Sábado 01 de octubre del 2016
¡Oh, monje holgazán! ¿Cuándo sabré yo
hacer
Del espectáculo vivido de mi triste
miseria
El trabajo de mis manos y el amor de mis
ojos?
Charles Baudelaire – El Mal Monje
Llegó un momento
en que no paraste de hablar. Paul solo te escuchaba.
Te movías y te
movías. Paul no te decía nada porque te tenía paciencia, pero, la verdad, era que
estabas bien, pero bien espeso.
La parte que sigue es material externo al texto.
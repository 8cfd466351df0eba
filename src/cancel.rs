//! Cooperative cancellation for long-running extractions
//!
//! A [`CancelToken`] is cloned into an extraction and checked at the loop
//! boundaries where giving up is safe: between k-means iterations and
//! between points of the DBSCAN outer scan. A fired token surfaces as
//! [`ExtractionError::Cancelled`] and all intermediate buffers are dropped
//! on unwind of the call stack.

use std::sync::atomic::{AtomicBool, Ordering};
use std::sync::Arc;

use crate::error::{ExtractionError, Result};

/// Shared flag that requests a running extraction to stop
#[derive(Debug, Clone, Default)]
pub struct CancelToken {
    flag: Arc<AtomicBool>,
}

impl CancelToken {
    /// Create a token in the not-cancelled state
    pub fn new() -> Self {
        Self::default()
    }

    /// Request cancellation; all clones observe the change
    pub fn cancel(&self) {
        self.flag.store(true, Ordering::Relaxed);
    }

    /// True once [`cancel`](Self::cancel) has been called on any clone
    pub fn is_cancelled(&self) -> bool {
        self.flag.load(Ordering::Relaxed)
    }

    /// Fail with [`ExtractionError::Cancelled`] if the token has fired
    pub fn check(&self) -> Result<()> {
        if self.is_cancelled() {
            Err(ExtractionError::Cancelled)
        } else {
            Ok(())
        }
    }
}
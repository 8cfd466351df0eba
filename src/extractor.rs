//! Extraction pipeline
//!
//! Walks the borrowed RGBA buffer row-major, filters pixels, lifts the
//! survivors into normalized `(L, a, b, x, y)` feature vectors, hands those
//! to the configured clusterer, and folds the resulting clusters back into
//! swatches with denormalized colors and image coordinates.

use rand::rngs::StdRng;

use crate::cancel::CancelToken;
use crate::cluster::{Cluster, Clusterer, Dbscan, KMeans};
use crate::color::{space, Color, Rgba};
use crate::constants::{filter, lab};
use crate::error::{ExtractionError, Result};
use crate::options::{Algorithm, ExtractOptions, FilterName};
use crate::palette::{Coordinate, Swatch};

/// Feature vectors carry three color and two spatial components
pub const FEATURE_DIMENSIONS: usize = 5;

/// A borrowed RGBA8 image buffer with known dimensions
///
/// Pixel `i` occupies bytes `[4i, 4i + 4)` in row-major order; the alpha
/// byte is interpreted as opacity `a / 255`. The buffer is only read.
#[derive(Debug, Clone, Copy)]
pub struct ImageData<'a> {
    data: &'a [u8],
    width: u32,
    height: u32,
}

impl<'a> ImageData<'a> {
    /// Wrap a pixel buffer
    ///
    /// # Errors
    ///
    /// Fails with a validation error when the buffer length does not equal
    /// `4 * width * height`.
    pub fn new(data: &'a [u8], width: u32, height: u32) -> Result<Self> {
        let expected = 4 * width as usize * height as usize;
        if data.len() != expected {
            return Err(ExtractionError::invalid_parameter(
                "data",
                format!(
                    "length {} for {}x{} image (expected {})",
                    data.len(),
                    width,
                    height,
                    expected
                ),
            ));
        }
        Ok(Self {
            data,
            width,
            height,
        })
    }

    pub fn data(&self) -> &[u8] {
        self.data
    }

    pub fn width(&self) -> u32 {
        self.width
    }

    pub fn height(&self) -> u32 {
        self.height
    }
}

/// Admit or reject individual pixels before clustering
///
/// Filters see both the raw RGBA value and its Lab conversion so intent can
/// be expressed in whichever space is natural.
pub trait PixelFilter {
    fn allows(&self, rgba: Rgba, lab: &Color) -> bool;
}

/// Drops pixels that are not fully opaque
pub struct AlphaFilter;

impl PixelFilter for AlphaFilter {
    fn allows(&self, rgba: Rgba, _lab: &Color) -> bool {
        rgba.opacity() >= 1.0
    }
}

/// Drops bright near-neutral pixels, typically scanned-page background
pub struct NearWhiteFilter;

impl PixelFilter for NearWhiteFilter {
    fn allows(&self, _rgba: Rgba, lab: &Color) -> bool {
        !(lab.lightness() > filter::NEAR_WHITE_MIN_LIGHTNESS
            && lab.chroma() < filter::NEAR_WHITE_MAX_CHROMA)
    }
}

/// Drops pixels darker than the black floor
pub struct NearBlackFilter;

impl PixelFilter for NearBlackFilter {
    fn allows(&self, _rgba: Rgba, lab: &Color) -> bool {
        lab.lightness() >= filter::NEAR_BLACK_MAX_LIGHTNESS
    }
}

impl FilterName {
    /// Instantiate the named filter
    pub fn filter(self) -> Box<dyn PixelFilter> {
        match self {
            FilterName::Alpha => Box::new(AlphaFilter),
            FilterName::NearWhite => Box::new(NearWhiteFilter),
            FilterName::NearBlack => Box::new(NearBlackFilter),
        }
    }
}

/// Orchestrates one extraction: pixels to feature vectors to swatches
pub struct Extractor {
    clusterer: Box<dyn Clusterer<FEATURE_DIMENSIONS>>,
    filters: Vec<Box<dyn PixelFilter>>,
}

impl std::fmt::Debug for Extractor {
    fn fmt(&self, f: &mut std::fmt::Formatter<'_>) -> std::fmt::Result {
        f.debug_struct("Extractor")
            .field("filters_count", &self.filters.len())
            .finish()
    }
}

impl Extractor {
    /// Build an extractor from the caller's options
    ///
    /// # Errors
    ///
    /// Propagates the eager parameter validation of the configured
    /// clusterer (zero `max_colors`, negative tolerance or radius, ...).
    pub fn from_options(options: &ExtractOptions) -> Result<Self> {
        let clusterer: Box<dyn Clusterer<FEATURE_DIMENSIONS>> = match options.algorithm {
            Algorithm::Kmeans => Box::new(KMeans::with_params(
                options.max_colors,
                options.kmeans.max_iterations,
                options.kmeans.tolerance,
            )?),
            Algorithm::Dbscan => Box::new(Dbscan::new(
                options.dbscan.min_points,
                options.dbscan.radius,
            )?),
        };
        Ok(Self {
            clusterer,
            filters: options.filters.iter().map(|name| name.filter()).collect(),
        })
    }

    /// Run the pipeline and emit one swatch per non-empty cluster
    ///
    /// Returns an empty list when every pixel was filtered out.
    ///
    /// # Errors
    ///
    /// Fails with [`ExtractionError::EmptyImage`] on a zero-length buffer,
    /// and with [`ExtractionError::Cancelled`] if the token fires.
    pub fn extract(
        &self,
        image: &ImageData<'_>,
        rng: &mut StdRng,
        cancel: &CancelToken,
    ) -> Result<Vec<Swatch>> {
        if image.data().is_empty() {
            return Err(ExtractionError::EmptyImage);
        }

        let points = self.feature_vectors(image);
        if points.is_empty() {
            return Ok(Vec::new());
        }

        let clusters = self.clusterer.cluster(&points, rng, cancel)?;
        let swatches = clusters
            .iter()
            .filter(|cluster| !cluster.members.is_empty())
            .map(|cluster| self.swatch_of(cluster, image))
            .collect();
        Ok(merge_equal_colors(swatches))
    }

    /// Row-major pixel walk producing normalized feature vectors
    fn feature_vectors(&self, image: &ImageData<'_>) -> Vec<[f64; FEATURE_DIMENSIONS]> {
        let width = image.width() as usize;
        let span_ab = lab::AB_MAX - lab::AB_MIN;
        let mut points = Vec::new();

        for (pixel, bytes) in image.data().chunks_exact(4).enumerate() {
            let rgba = Rgba::from([bytes[0], bytes[1], bytes[2], bytes[3]]);
            let (l, a, b) = space::rgb_to_lab(rgba.r as f64, rgba.g as f64, rgba.b as f64);
            let color = Color::new(l, a, b);
            if !self.filters.iter().all(|f| f.allows(rgba, &color)) {
                continue;
            }

            let x = (pixel % width) as f64;
            let y = (pixel / width) as f64;
            points.push([
                color.l() / lab::L_MAX,
                (color.a() - lab::AB_MIN) / span_ab,
                (color.b() - lab::AB_MIN) / span_ab,
                x / image.width() as f64,
                y / image.height() as f64,
            ]);
        }
        points
    }

    /// Denormalize a centroid back into a color and image coordinate
    fn swatch_of(&self, cluster: &Cluster<FEATURE_DIMENSIONS>, image: &ImageData<'_>) -> Swatch {
        let span_ab = lab::AB_MAX - lab::AB_MIN;
        let centroid = cluster.centroid;
        let color = Color::new(
            centroid[0] * lab::L_MAX,
            centroid[1] * span_ab + lab::AB_MIN,
            centroid[2] * span_ab + lab::AB_MIN,
        );
        let coordinate = Coordinate {
            x: centroid[3] * image.width() as f64,
            y: centroid[4] * image.height() as f64,
        };
        Swatch::new(color, cluster.population(), coordinate)
    }
}

/// Collapse swatches whose colors are structurally equal
///
/// Spatially separate clusters of a solid region denormalize to the same
/// color; a solid image must still yield a single full-population swatch.
/// Populations add and coordinates combine population-weighted.
fn merge_equal_colors(swatches: Vec<Swatch>) -> Vec<Swatch> {
    let mut merged: Vec<Swatch> = Vec::new();
    for swatch in swatches {
        match merged.iter_mut().find(|kept| kept.color == swatch.color) {
            Some(kept) => {
                let total = (kept.population + swatch.population) as f64;
                let kept_weight = kept.population as f64;
                let new_weight = swatch.population as f64;
                kept.coordinate = Coordinate {
                    x: (kept.coordinate.x * kept_weight + swatch.coordinate.x * new_weight)
                        / total,
                    y: (kept.coordinate.y * kept_weight + swatch.coordinate.y * new_weight)
                        / total,
                };
                kept.population += swatch.population;
            }
            None => merged.push(swatch),
        }
    }
    merged
}
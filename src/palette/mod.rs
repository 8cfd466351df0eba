//! Palette composition: swatches, theme strategies, selection
//!
//! Clusters become [`Swatch`]es, a [`Theme`] filters and scores them, and
//! the [`Palette`] orders the survivors and answers the perceptual queries.

pub mod composition;
pub mod swatch;
pub mod theme;

pub use composition::Palette;
pub use swatch::{Coordinate, Swatch};
pub use theme::{Basic, Dark, Light, Muted, Theme, ThemeName, Vivid};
Daban ganas de meterte una cachetada. Así que
yo te decía “Daniel, no te muevas. Mira que va a salir mal la carita de tu
hija.”
“Me va a doler,
me va a doler”, gritabas. Me dabas risa, oye. Paul te decía “tranquilo,
tranquilo, va a ser rápido, no te va a doler nada”, pero tú dale con seguir
quejándote. Entonces, yo te mire bien seria y te dije que te comportaras. Y te
calmaste, oye. Será porque te hablé fuerte. ¿En serio no te acuerdas de nada de
lo que te estoy contando? Bueno, Paul te hizo así el labio y te clavó la aguja.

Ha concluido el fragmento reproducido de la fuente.